– Я больше вас мужик и лучше чувствую по-мужицки.

О, Господи! Не надо ему хвастать этим, не надо!

XXXIII

Прочитал ему сцены из пьесы «На дне»; он выслушал внимательно, потом спросил:

– Зачем вы пишете это?

Я объяснил, как умел.

– Везде у вас заметен петушиный наскок на все. И еще – вы всё хотите закрасить все пазы и трещины своей краской. Помните, у Андерсена сказано: «Позолота-то сотрется, свиная кожа останется», а у нас мужики говорят: «Все минется, одна правда останется». Лучше не замазывать, а то после вам же худо будет. Потом – язык очень бойкий, с фокусами, это не годится. Надо писать проще, народ говорит просто, даже как будто – бессвязно, а – хорошо. Мужик не спросит: «Почему треть больше четверти, если всегда четыре больше трех», как спрашивала одна ученая барышня. Фокусов – не надо.

Он говорил недовольно, видимо, ему очень не понравилось прочитанное мною. Помолчав, глядя мимо меня, хмуро сказал:

– Старик у вас – несимпатичный, в доброту его – не веришь. Актер – ничего, хорош. Вы «Плоды просвещения» знаете? У меня там повар похож на вашего актера. Пьесы писать трудно. Проститутка тоже удалась, такие должны быть. Вы видели таких?

– Видел.

– Да, это заметно. Правда даст себя знать везде. Вы очень много говорите от себя, потому – у вас нет характеров и все люди – на одно лицо. Женщин вы, должно быть, не понимаете, они у вас не удаются, ни одна. Не помнишь их…

Пришла жена А.Л. и пригласила к чаю; он встал и пошел так быстро, как будто обрадовался кончить беседу.

XXXIV

– Какой самый страшный сон видели вы?

Я редко вижу и плохо помню сны, но два сновидения остались в памяти, вероятно, на всю жизнь.

Однажды я видел какое-то золотушное, гниленькое небо, зеленовато-желтого цвета, звезды в нем были круглые, плоские, без лучей, без блеска, подобные болячкам на коже худосочного. Между ними по гнилому небу скользила, не спеша, красноватая молния, очень похожая на змею, и когда она касалась звезды – звезда, тотчас набухая, становилась шаром и лопалась беззвучно, оставляя на своем месте темненькое пятно – точно дымок, – оно быстро исчезало в гнойном, жидком небе. Так, одна за другою, полопались, погибли все звезды, небо стало темней, страшней, потом – всклубилось, закипело и, разрываясь в клочья, стало падать на голову мне жидким студнем, а в прорывах между клочьями являлась глянцевитая чернота кровельного железа. Л.H. сказал:

– Ну, это у вас от ученой книжки, прочитали что-нибудь из астрономии, вот и кошмар. А другой сон?

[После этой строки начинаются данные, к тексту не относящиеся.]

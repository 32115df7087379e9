use std::path::Path;
use std::time::Duration;

use secrecy::SecretString;
use serde::Deserialize;

use crate::utils::backoff::RetryPolicy;

use super::ConfigError;

#[derive(Debug, Clone, Deserialize)]
pub struct Config {
    pub discourse: DiscourseConfig,
    pub google: GoogleConfig,
    #[serde(default)]
    pub database: DatabaseConfig,
    #[serde(default)]
    pub sync_settings: SyncSettings,
    #[serde(default)]
    pub users: UsersConfig,
    #[serde(default)]
    pub http: HttpConfig,
    #[serde(default)]
    pub mappings: Vec<SpaceMappingConfig>,
}

#[derive(Debug, Clone, Deserialize)]
pub struct DiscourseConfig {
    pub url: String,
    pub api_key: SecretString,
    pub api_username: String,
}

#[derive(Debug, Clone, Deserialize)]
pub struct GoogleConfig {
    #[serde(default = "default_chat_api_base")]
    pub api_base: String,
    /// Ready OAuth bearer token; acquisition happens outside this process.
    pub access_token: SecretString,
}

#[derive(Debug, Clone, Default, Deserialize)]
pub struct DatabaseConfig {
    #[serde(default)]
    pub filename: Option<String>,
}

impl DatabaseConfig {
    pub fn sqlite_path(&self) -> String {
        self.filename
            .clone()
            .unwrap_or_else(|| "sync_db.sqlite".to_string())
    }
}

#[derive(Debug, Clone, Deserialize)]
pub struct SyncSettings {
    #[serde(default = "default_poll_interval_minutes")]
    pub poll_interval_minutes: u64,
    #[serde(default = "default_webhook_host")]
    pub webhook_host: String,
    #[serde(default = "default_webhook_port")]
    pub webhook_port: u16,
}

impl Default for SyncSettings {
    fn default() -> Self {
        Self {
            poll_interval_minutes: default_poll_interval_minutes(),
            webhook_host: default_webhook_host(),
            webhook_port: default_webhook_port(),
        }
    }
}

#[derive(Debug, Clone, Deserialize)]
pub struct UsersConfig {
    #[serde(default = "default_email_domain")]
    pub email_domain: String,
}

impl Default for UsersConfig {
    fn default() -> Self {
        Self {
            email_domain: default_email_domain(),
        }
    }
}

#[derive(Debug, Clone, Deserialize)]
pub struct HttpConfig {
    #[serde(default = "default_timeout_secs")]
    pub timeout_secs: u64,
    #[serde(default = "default_max_retries")]
    pub max_retries: u32,
    #[serde(default = "default_retry_base_ms")]
    pub retry_base_ms: u64,
    #[serde(default = "default_retry_max_ms")]
    pub retry_max_ms: u64,
}

impl Default for HttpConfig {
    fn default() -> Self {
        Self {
            timeout_secs: default_timeout_secs(),
            max_retries: default_max_retries(),
            retry_base_ms: default_retry_base_ms(),
            retry_max_ms: default_retry_max_ms(),
        }
    }
}

impl HttpConfig {
    pub fn retry_policy(&self) -> RetryPolicy {
        RetryPolicy {
            max_attempts: self.max_retries.max(1),
            base_delay: Duration::from_millis(self.retry_base_ms),
            max_delay: Duration::from_millis(self.retry_max_ms),
        }
    }
}

/// One configured space↔category pair. Without `discourse_category_id` the
/// bridge creates a category named after the space, optionally nested
/// under `discourse_parent_category_id`.
#[derive(Debug, Clone, Deserialize)]
pub struct SpaceMappingConfig {
    pub google_space_id: String,
    #[serde(default)]
    pub discourse_category_id: Option<i64>,
    #[serde(default)]
    pub discourse_parent_category_id: Option<i64>,
}

impl Config {
    pub fn load_from_file<P: AsRef<Path>>(path: P) -> Result<Self, ConfigError> {
        let content = std::fs::read_to_string(path)?;
        let mut config: Config = serde_yaml::from_str(&content)?;
        config.apply_env_overrides();
        config.validate()?;
        Ok(config)
    }

    fn apply_env_overrides(&mut self) {
        if let Ok(value) = std::env::var("GCHAT_BRIDGE_DISCOURSE_API_KEY") {
            self.discourse.api_key = SecretString::from(value);
        }
        if let Ok(value) = std::env::var("GCHAT_BRIDGE_DISCOURSE_API_USERNAME") {
            self.discourse.api_username = value;
        }
        if let Ok(value) = std::env::var("GCHAT_BRIDGE_GOOGLE_ACCESS_TOKEN") {
            self.google.access_token = SecretString::from(value);
        }
    }
}

fn default_chat_api_base() -> String {
    "https://chat.googleapis.com/v1".to_string()
}

fn default_poll_interval_minutes() -> u64 {
    5
}

fn default_webhook_host() -> String {
    "0.0.0.0".to_string()
}

fn default_webhook_port() -> u16 {
    5000
}

fn default_email_domain() -> String {
    "gchat.local".to_string()
}

fn default_timeout_secs() -> u64 {
    30
}

fn default_max_retries() -> u32 {
    5
}

fn default_retry_base_ms() -> u64 {
    500
}

fn default_retry_max_ms() -> u64 {
    30_000
}
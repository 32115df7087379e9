use std::time::Duration;

use async_trait::async_trait;
use secrecy::{ExposeSecret, SecretString};
use serde_json::json;
use tracing::{debug, info, warn};

use crate::config::Config;
use crate::utils::backoff::{retry_after_hint, RetryPolicy};

use super::types::{CategoryEnvelope, CreateUserResponse, UserEnvelope};
use super::{
    Category, CreatedPost, CreatedTopic, ForumError, ForumPort, ForumUser, NewForumUser,
    TopicDetails,
};

/// Thin REST client for the Discourse API. Writes can impersonate a forum
/// account by overriding the `Api-Username` header.
pub struct DiscourseClient {
    http: reqwest::Client,
    base_url: String,
    api_key: SecretString,
    api_username: String,
    retry: RetryPolicy,
}

impl DiscourseClient {
    pub fn new(config: &Config) -> Result<Self, ForumError> {
        let http = reqwest::Client::builder()
            .timeout(Duration::from_secs(config.http.timeout_secs))
            .build()?;

        info!(
            "discourse client initialized for {}",
            config.discourse.url
        );

        Ok(Self {
            http,
            base_url: config.discourse.url.trim_end_matches('/').to_string(),
            api_key: config.discourse.api_key.clone(),
            api_username: config.discourse.api_username.clone(),
            retry: config.http.retry_policy(),
        })
    }

    /// The account the bridge writes as; reverse sync uses it to recognize
    /// its own posts.
    pub fn api_username(&self) -> &str {
        &self.api_username
    }

    fn url(&self, endpoint: &str) -> String {
        format!("{}/{}", self.base_url, endpoint.trim_start_matches('/'))
    }

    /// Send with bounded retries on 429/5xx. 404 becomes [`ForumError::NotFound`],
    /// 409/422 become [`ForumError::Conflict`]; other failures are definitive
    /// [`ForumError::Api`] values.
    async fn send(
        &self,
        request: reqwest::RequestBuilder,
        as_username: Option<&str>,
        context: &str,
    ) -> Result<reqwest::Response, ForumError> {
        let username = as_username.unwrap_or(&self.api_username);
        let mut attempt = 0u32;
        loop {
            let builder = request.try_clone().ok_or_else(|| {
                ForumError::Unexpected(format!("{context}: request is not retryable"))
            })?;
            let response = builder
                .header("Api-Key", self.api_key.expose_secret())
                .header("Api-Username", username)
                .send()
                .await?;
            let status = response.status();

            if status.is_success() {
                return Ok(response);
            }

            if RetryPolicy::is_retryable(status.as_u16()) && attempt + 1 < self.retry.max_attempts
            {
                let delay = self
                    .retry
                    .delay_for(attempt, retry_after_hint(response.headers()));
                warn!(
                    "discourse {} returned {}, retrying in {:?} (attempt {}/{})",
                    context,
                    status,
                    delay,
                    attempt + 1,
                    self.retry.max_attempts
                );
                tokio::time::sleep(delay).await;
                attempt += 1;
                continue;
            }

            let message = response.text().await.unwrap_or_default();
            return Err(match status.as_u16() {
                404 => ForumError::NotFound(context.to_string()),
                409 | 422 => ForumError::Conflict(message),
                code => ForumError::Api {
                    status: code,
                    message,
                },
            });
        }
    }
}

#[async_trait]
impl ForumPort for DiscourseClient {
    async fn get_category(&self, category_id: i64) -> Result<Option<Category>, ForumError> {
        let request = self.http.get(self.url(&format!("/c/{category_id}/show.json")));
        match self
            .send(request, None, &format!("get category {category_id}"))
            .await
        {
            Ok(response) => {
                let envelope = response.json::<CategoryEnvelope>().await?;
                Ok(Some(envelope.category))
            }
            Err(ForumError::NotFound(_)) => Ok(None),
            Err(err) => Err(err),
        }
    }

    async fn create_category(
        &self,
        name: &str,
        parent_category_id: Option<i64>,
    ) -> Result<Category, ForumError> {
        // Discourse requires colors on category creation.
        let mut body = json!({
            "name": name,
            "color": "0088CC",
            "text_color": "FFFFFF",
        });
        if let Some(parent) = parent_category_id {
            body["parent_category_id"] = json!(parent);
        }

        let request = self.http.post(self.url("/categories.json")).json(&body);
        let response = self
            .send(request, None, &format!("create category {name}"))
            .await?;
        let envelope = response.json::<CategoryEnvelope>().await?;
        info!("created category {} ({})", envelope.category.name, envelope.category.id);
        Ok(envelope.category)
    }

    async fn create_topic(
        &self,
        title: &str,
        raw: &str,
        category_id: i64,
        as_username: Option<&str>,
    ) -> Result<CreatedTopic, ForumError> {
        let body = json!({ "title": title, "raw": raw, "category": category_id });
        let request = self.http.post(self.url("/posts.json")).json(&body);
        let response = self
            .send(request, as_username, "create topic")
            .await?;
        let post = response.json::<CreatedPost>().await?;
        let topic_id = post.topic_id.ok_or_else(|| {
            ForumError::Unexpected(format!(
                "create topic response for post {} carries no topic_id",
                post.id
            ))
        })?;
        info!("created topic {} (post {})", topic_id, post.id);
        Ok(CreatedTopic {
            topic_id,
            post_id: post.id,
        })
    }

    async fn create_post(
        &self,
        topic_id: i64,
        raw: &str,
        as_username: Option<&str>,
    ) -> Result<CreatedPost, ForumError> {
        let body = json!({ "topic_id": topic_id, "raw": raw });
        let request = self.http.post(self.url("/posts.json")).json(&body);
        let response = self
            .send(request, as_username, &format!("create post in topic {topic_id}"))
            .await?;
        let post = response.json::<CreatedPost>().await?;
        info!("created post {} in topic {}", post.id, topic_id);
        Ok(post)
    }

    async fn update_post(&self, post_id: i64, raw: &str) -> Result<(), ForumError> {
        let body = json!({ "post": { "raw": raw } });
        let request = self
            .http
            .put(self.url(&format!("/posts/{post_id}.json")))
            .json(&body);
        self.send(request, None, &format!("update post {post_id}"))
            .await?;
        info!("updated post {}", post_id);
        Ok(())
    }

    async fn get_topic(&self, topic_id: i64) -> Result<Option<TopicDetails>, ForumError> {
        let request = self.http.get(self.url(&format!("/t/{topic_id}.json")));
        match self
            .send(request, None, &format!("get topic {topic_id}"))
            .await
        {
            Ok(response) => {
                let details = response.json::<TopicDetails>().await?;
                debug!(
                    "retrieved topic {} with {} posts",
                    topic_id,
                    details.post_stream.posts.len()
                );
                Ok(Some(details))
            }
            Err(ForumError::NotFound(_)) => Ok(None),
            Err(err) => Err(err),
        }
    }

    async fn create_user(&self, new_user: &NewForumUser) -> Result<(), ForumError> {
        let request = self.http.post(self.url("/users.json")).json(new_user);
        let response = self
            .send(request, None, &format!("create user {}", new_user.username))
            .await?;
        let outcome = response.json::<CreateUserResponse>().await?;
        if !outcome.success {
            // Discourse answers 200 with success=false for duplicate
            // usernames/emails.
            return Err(ForumError::Conflict(
                outcome
                    .message
                    .unwrap_or_else(|| "user creation rejected".to_string()),
            ));
        }
        info!("created user {}", new_user.username);
        Ok(())
    }

    async fn get_user(&self, username: &str) -> Result<Option<ForumUser>, ForumError> {
        let request = self.http.get(self.url(&format!("/users/{username}.json")));
        match self
            .send(request, None, &format!("get user {username}"))
            .await
        {
            Ok(response) => {
                let envelope = response.json::<UserEnvelope>().await?;
                Ok(Some(envelope.user))
            }
            Err(ForumError::NotFound(_)) => Ok(None),
            Err(err) => Err(err),
        }
    }
}
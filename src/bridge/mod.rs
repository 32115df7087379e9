use std::sync::Arc;
use std::time::Duration;

use anyhow::Result;
use tracing::{error, info};

use crate::config::Config;
use crate::db::DatabaseManager;
use crate::discourse::{ForumPort, WebhookPost, WebhookTopic};
use crate::gchat::ChatPort;

pub use self::forward::ChatToForumSync;
pub use self::reverse::ForumToChatSync;
pub use self::users::UserResolver;

pub mod forward;
pub mod reverse;
pub mod users;

#[cfg(test)]
pub(crate) mod testutil;

/// What a Discourse webhook delivery did to its resource.
#[derive(Debug, Clone, Copy, PartialEq, Eq)]
pub enum EventAction {
    Created,
    Edited,
    Destroyed,
}

impl EventAction {
    /// Map an `X-Discourse-Event` name (`post_created`, `topic_edited`,
    /// ...) to the action it describes.
    pub fn from_event_name(name: &str) -> Option<Self> {
        match name.rsplit('_').next() {
            Some("created") => Some(Self::Created),
            Some("edited") => Some(Self::Edited),
            Some("destroyed") => Some(Self::Destroyed),
            _ => None,
        }
    }
}

/// Coordinates the two engines: initial sync over the configured space
/// mappings, the periodic catch-up loop, and webhook event dispatch.
pub struct SyncService {
    config: Arc<Config>,
    db: Arc<DatabaseManager>,
    forward: Arc<ChatToForumSync>,
    reverse: Arc<ForumToChatSync>,
    exit_on_error: bool,
}

impl SyncService {
    pub fn new(
        config: Arc<Config>,
        chat: Arc<dyn ChatPort>,
        forum: Arc<dyn ForumPort>,
        db: Arc<DatabaseManager>,
        exit_on_error: bool,
    ) -> Self {
        let users = Arc::new(UserResolver::new(
            forum.clone(),
            db.clone(),
            config.users.email_domain.clone(),
        ));
        let forward = Arc::new(ChatToForumSync::new(
            chat.clone(),
            forum.clone(),
            db.clone(),
            users,
        ));
        let reverse = Arc::new(ForumToChatSync::new(
            chat,
            forum,
            db.clone(),
            config.discourse.api_username.clone(),
        ));

        Self {
            config,
            db,
            forward,
            reverse,
            exit_on_error,
        }
    }

    /// Initial sync followed by the periodic catch-up loop. Only returns
    /// with an error, and only in exit-on-error mode (or on a storage
    /// failure during startup).
    pub async fn run(&self) -> Result<()> {
        self.initial_sync().await?;

        let period = Duration::from_secs(self.config.sync_settings.poll_interval_minutes * 60);
        let mut ticker = tokio::time::interval(period);
        // The first tick completes immediately and would duplicate the
        // initial sync.
        ticker.tick().await;

        loop {
            ticker.tick().await;
            if let Err(err) = self.periodic_sync().await {
                if self.exit_on_error {
                    return Err(err);
                }
                error!("periodic sync failed: {err:#}");
            }
        }
    }

    /// Mirror every configured space once: ensure the category mapping,
    /// then walk the message history. Per-space failures abort only that
    /// space unless exit-on-error is set.
    pub async fn initial_sync(&self) -> Result<()> {
        info!("starting initial synchronization");

        for mapping in &self.config.mappings {
            let space_id = mapping.google_space_id.as_str();
            info!("syncing space {}", space_id);

            let result = async {
                let category = self
                    .forward
                    .sync_space_to_category(
                        space_id,
                        mapping.discourse_category_id,
                        mapping.discourse_parent_category_id,
                    )
                    .await?;

                if category.is_some() {
                    self.forward.sync_messages_to_posts(space_id, None).await?;
                } else {
                    error!("failed to sync space {}", space_id);
                }
                anyhow::Ok(())
            }
            .await;

            if let Err(err) = result {
                if self.exit_on_error {
                    return Err(err);
                }
                error!("error syncing space {}: {err:#}", space_id);
            }
        }

        info!("initial synchronization complete");
        Ok(())
    }

    async fn periodic_sync(&self) -> Result<()> {
        info!("running periodic catch-up sync");

        for mapping in &self.config.mappings {
            let space_id = mapping.google_space_id.as_str();

            let result = async {
                let last_sync = self.db.sync_state_store().get_checkpoint(space_id).await?;
                let synced = self
                    .forward
                    .sync_messages_to_posts(space_id, last_sync)
                    .await?;
                info!("periodic sync: {} new messages from {}", synced, space_id);
                anyhow::Ok(())
            }
            .await;

            if let Err(err) = result {
                if self.exit_on_error {
                    return Err(err);
                }
                error!("error in periodic sync for {}: {err:#}", space_id);
            }
        }

        info!("periodic catch-up sync complete");
        Ok(())
    }

    pub async fn handle_post_event(&self, action: EventAction, post: WebhookPost) -> Result<()> {
        match action {
            EventAction::Created => {
                self.reverse.sync_post_to_message(&post).await?;
            }
            EventAction::Edited => {
                self.reverse.sync_post_update(&post).await?;
            }
            EventAction::Destroyed => {
                info!("post {} was destroyed", post.id);
            }
        }
        Ok(())
    }

    pub async fn handle_topic_event(
        &self,
        action: EventAction,
        topic: WebhookTopic,
    ) -> Result<()> {
        match action {
            EventAction::Created => {
                self.reverse.handle_topic_creation(&topic).await?;
            }
            EventAction::Edited => {
                info!("topic {} was edited", topic.id);
            }
            EventAction::Destroyed => {
                info!("topic {} was destroyed", topic.id);
            }
        }
        Ok(())
    }
}
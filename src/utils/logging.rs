use tracing_subscriber::EnvFilter;

/// Install the global tracing subscriber. Level comes from `RUST_LOG`
/// (default `info`), output switches to JSON lines when `LOG_FORMAT=json`.
pub fn init_tracing() {
    let filter = EnvFilter::try_from_default_env().unwrap_or_else(|_| EnvFilter::new("info"));
    let json = std::env::var("LOG_FORMAT").is_ok_and(|v| v.eq_ignore_ascii_case("json"));

    if json {
        tracing_subscriber::fmt()
            .json()
            .with_env_filter(filter)
            .init();
    } else {
        tracing_subscriber::fmt().with_env_filter(filter).init();
    }
}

Другой сон: снежная равнина, гладкая, как лист бумаги, нигде ни холма, ни дерева, ни куста, только, чуть видны, высовываются из-под снега редкие розги. По снегу мертвой пустыни от горизонта к горизонту стелется желтой полоской едва намеченная дорога, а по дороге медленно шагают серые валяные сапоги – пустые.

Он поднял мохнатые брови лешего, внимательно посмотрел на меня, подумал.

– Это – страшно! Вы в самом деле видели это, не выдумали? Тут тоже есть что-то книжное.

И вдруг как будто рассердился, заговорил недовольно, строго, постукивая пальцем по колену.

– Ведь вы непьющий? И не похоже, чтоб вы пили много когда-нибудь. А в этих снах все-таки есть что-то пьяное. Был немецкий писатель Гофман, у него ломберные столы по улицам бегали и всё в этом роде, так он был пьяница – «калаголик», как говорят грамотные кучера. Пустые сапоги идут – это вправду страшно. Даже если вы и придумали, – очень хорошо! Страшно!

Неожиданно улыбнулся во всю бороду, так, что даже скулы засияли.

– А ведь представьте-ка: вдруг по Тверской бежит ломберный стол, эдакий – с выгнутыми ножками, доски у него прихлопывают и мелом пылят, даже еще цифры на зеленом сукне видать – это на нем акцизные чиновники трое суток напролет в винт играли, он не вытерпел больше и сбежал.